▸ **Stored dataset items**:
━━━━━━━━━━━━━━━━━━━━
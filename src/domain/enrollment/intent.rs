//! Gateway payment intents as seen by the orchestrator.

use serde::{Deserialize, Serialize};

use crate::domain::foundation::Money;

/// Gateway-assigned intent identifier (e.g. `pi_...`).
#[derive(Debug, Clone, PartialEq, Eq, Hash, Serialize, Deserialize)]
#[serde(transparent)]
pub struct IntentId(String);

impl IntentId {
    pub fn new(id: impl Into<String>) -> Self {
        Self(id.into())
    }

    pub fn as_str(&self) -> &str {
        &self.0
    }
}

impl std::fmt::Display for IntentId {
    fn fmt(&self, f: &mut std::fmt::Formatter<'_>) -> std::fmt::Result {
        f.write_str(&self.0)
    }
}

/// Secret handed to the client so it can confirm the intent.
///
/// Never logged; `Debug` is redacted.
#[derive(Clone, PartialEq, Eq, Serialize, Deserialize)]
#[serde(transparent)]
pub struct ClientSecret(String);

impl ClientSecret {
    pub fn new(secret: impl Into<String>) -> Self {
        Self(secret.into())
    }

    pub fn expose(&self) -> &str {
        &self.0
    }
}

impl std::fmt::Debug for ClientSecret {
    fn fmt(&self, f: &mut std::fmt::Formatter<'_>) -> std::fmt::Result {
        f.write_str("ClientSecret([REDACTED])")
    }
}

/// Gateway-side intent status.
#[derive(Debug, Clone, Copy, PartialEq, Eq, Hash, Serialize, Deserialize)]
#[serde(rename_all = "snake_case")]
pub enum IntentStatus {
    RequiresConfirmation,
    /// Confirmation in flight at the gateway.
    Processing,
    Succeeded,
    Failed,
    Canceled,
}

impl IntentStatus {
    pub fn is_terminal(&self) -> bool {
        matches!(self, IntentStatus::Succeeded | IntentStatus::Canceled)
    }
}

/// Intent snapshot returned by the gateway.
#[derive(Debug, Clone, PartialEq, Eq, Serialize, Deserialize)]
pub struct PaymentIntent {
    pub id: IntentId,
    pub amount: Money,
    pub currency: String,
    pub status: IntentStatus,
    pub client_secret: ClientSecret,
    /// Gateway decline reason when `status` is `Failed`.
    pub last_error: Option<String>,
}

impl PaymentIntent {
    pub fn handle(&self) -> IntentHandle {
        IntentHandle {
            intent_id: self.id.clone(),
            client_secret: self.client_secret.clone(),
        }
    }
}

/// What the orchestrator keeps of an intent.
#[derive(Debug, Clone, PartialEq, Eq, Serialize, Deserialize)]
pub struct IntentHandle {
    pub intent_id: IntentId,
    pub client_secret: ClientSecret,
}

/// Payment details the client submits to confirm an intent.
///
/// Card data never reaches this service; the client tokenizes it and only
/// the resulting payment method reference is forwarded.
#[derive(Debug, Clone, PartialEq, Eq, Serialize, Deserialize)]
pub struct PaymentDetails {
    pub payment_method: String,
    #[serde(default, skip_serializing_if = "Option::is_none")]
    pub return_url: Option<String>,
}

impl PaymentDetails {
    pub fn new(payment_method: impl Into<String>) -> Self {
        Self {
            payment_method: payment_method.into(),
            return_url: None,
        }
    }
}

#[cfg(test)]
mod tests {
    use super::*;

    #[test]
    fn client_secret_debug_is_redacted() {
        let secret = ClientSecret::new("pi_1_secret_abc");
        let rendered = format!("{:?}", secret);
        assert!(!rendered.contains("abc"));
        assert_eq!(secret.expose(), "pi_1_secret_abc");
    }

    #[test]
    fn only_succeeded_and_canceled_are_terminal() {
        assert!(IntentStatus::Succeeded.is_terminal());
        assert!(IntentStatus::Canceled.is_terminal());
        assert!(!IntentStatus::Failed.is_terminal());
        assert!(!IntentStatus::Processing.is_terminal());
    }

    #[test]
    fn handle_copies_id_and_secret() {
        let intent = PaymentIntent {
            id: IntentId::new("pi_1"),
            amount: Money::from_cents(1000).unwrap(),
            currency: "usd".to_string(),
            status: IntentStatus::RequiresConfirmation,
            client_secret: ClientSecret::new("s"),
            last_error: None,
        };
        let handle = intent.handle();
        assert_eq!(handle.intent_id.as_str(), "pi_1");
        assert_eq!(handle.client_secret.expose(), "s");
    }
}
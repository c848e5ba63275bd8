//! Foundation module - Shared domain primitives.
//!
//! Contains value objects, identifiers, and error types that form the
//! vocabulary of the enrollment domain.

mod errors;
mod events;
mod ids;
mod money;
mod state_machine;
mod timestamp;

pub use errors::{DomainError, ErrorCode, ValidationError};
pub use events::{
    domain_event, DomainEvent, EventEnvelope, EventId, EventMetadata, SerializableDomainEvent,
};
pub use ids::{EnrollmentId, IdempotencyKey, ItemId, PaymentRecordId, UserId};
pub use money::Money;
pub use state_machine::StateMachine;
pub use timestamp::Timestamp;
//! HTTP adapter for enrollment sessions.
//!
//! - `POST /api/enrollments` - Start joining a club or registering for an event
//! - `GET /api/enrollments/:id/events` - Server-sent status updates
//! - `POST /api/enrollments/:id/confirm` - Submit payment details
//! - `POST /api/enrollments/:id/cancel` - Abandon before payment completes

pub mod dto;
mod handlers;
mod routes;

pub use dto::*;
pub use handlers::{
    AuthenticatedUser, EnrollmentApiError, EnrollmentAppState, SessionRegistry,
};
pub use routes::enrollment_router;
//! Payment gateway adapters.
//!
//! - `StripePaymentGateway` - Stripe PaymentIntents over REST
//! - `MockPaymentGateway` - In-memory gateway with scripted outcomes

mod mock_gateway;
mod stripe_gateway;

pub use mock_gateway::{ConfirmBehavior, MethodCall, MockPaymentGateway};
pub use stripe_gateway::{StripeGatewayConfig, StripePaymentGateway};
━━━━━━━━━━━━━━━━━━━━
▸ **Exercise details**: What lines above contain the string "currency"? Copy all of them.

▸ **Answer box**:
    pub currency: String,
            currency: "usd".to_string(),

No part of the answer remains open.